Cloud labs, where experiments are executed remotely in robotic facilities, can improve the reproducibility, accessibility, and scalability of experimental biology. Funding and training programs will enable academics to overcome barriers to adopting such technology.

What does the future of experimental biology look like? “Cloud labs” are one ambitious answer to this question. The concept is that one day, rather than working at the bench, scientists will instead program their experiments to be executed at a remote facility using laboratory automation. Cloud labs draw an analogy to cloud computing: Just as cloud computing services give researchers access to open-source libraries of software that can be deployed at scale, on demand, cloud laboratories could enable researchers to execute standardized, robust, scalable, biological protocols in robotically operated laboratories.

Perhaps the most surprising feature of the cloud lab concept is that they already exist. Commercial cloud labs like Strateos and Emerald Cloud Lab have existed for nearly a decade and are primarily used by industry. A few intrepid academics have managed to experiment with commercial cloud labs [1,2], but largely this technology has not had an impact on academic science. This is a shame, as cloud science has the potential to improve the reproducibility, accessibility, and scalability of life science research. With cloud lab tools, academic researchers could more easily reproduce scientific experiments [3], build new methods on top of existing protocols, and share their new open-source contributions to continue the scientific cycle.

Life science experiments are notoriously tricky to make robust and reliable, often flummoxing scientists and slowing progress [4]. In an era characterized by a “reproducibility crisis,” science would benefit from experimenting with new ideas about how to standardize and share methods. Symbolic lab languages [57] enable researchers to describe experiments in an intuitive, standardized format that enables biological protocols to be shared in the same manner that open-source software is shared today. Furthermore, cloud labs democratize access to advanced instruments, eliminating the up-front costs associated with purchasing equipment, space, and long-term service contracts. These facilities give academic groups instant access to an extensive variety of specialized instruments that may not be available at their local institution, enabling groups with limited resources to access top-of-the-line equipment.

So, if cloud labs exist and can help to alleviate many of the problems facing life science research today, why do scientists not use them? And what can be done to enable academia to adopt and benefit from the cloud science approach?
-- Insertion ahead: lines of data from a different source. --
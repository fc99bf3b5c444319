use thiserror::Error;

#[derive(Error, Debug)]
pub enum TestError {
    #[error(transparent)]
    DbErr(#[from] sea_orm::DbErr),
    #[error(transparent)]
    Crypto(#[from] openssl::error::ErrorStack),
    #[error(transparent)]
    Token(#[from] jsonwebtoken::errors::Error),
}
Life science researchers face barriers to adopting cloud technology at every stage of the normal project lifecycle (Fig 1). The first barrier is funding. Current commercial cloud labs have created pricing models that cater to industry customers and are incompatible with the way in which academics usually access facilities and funding. The cost to enter is high (>$250k for general access to Emerald Cloud Lab, or >$100k to automate and run a single method at Strateos), and the contract lengths are long (one year minimum). Cloud lab providers design their pricing to compare favorably for startups who would otherwise need to pay separately for bench space. By contrast, most academic groups already pay overheads to their institution in exchange for facilities access. This effectively double-charges potential academic customers for facilities and contributes to pricing models being unsuitable for academic budgets.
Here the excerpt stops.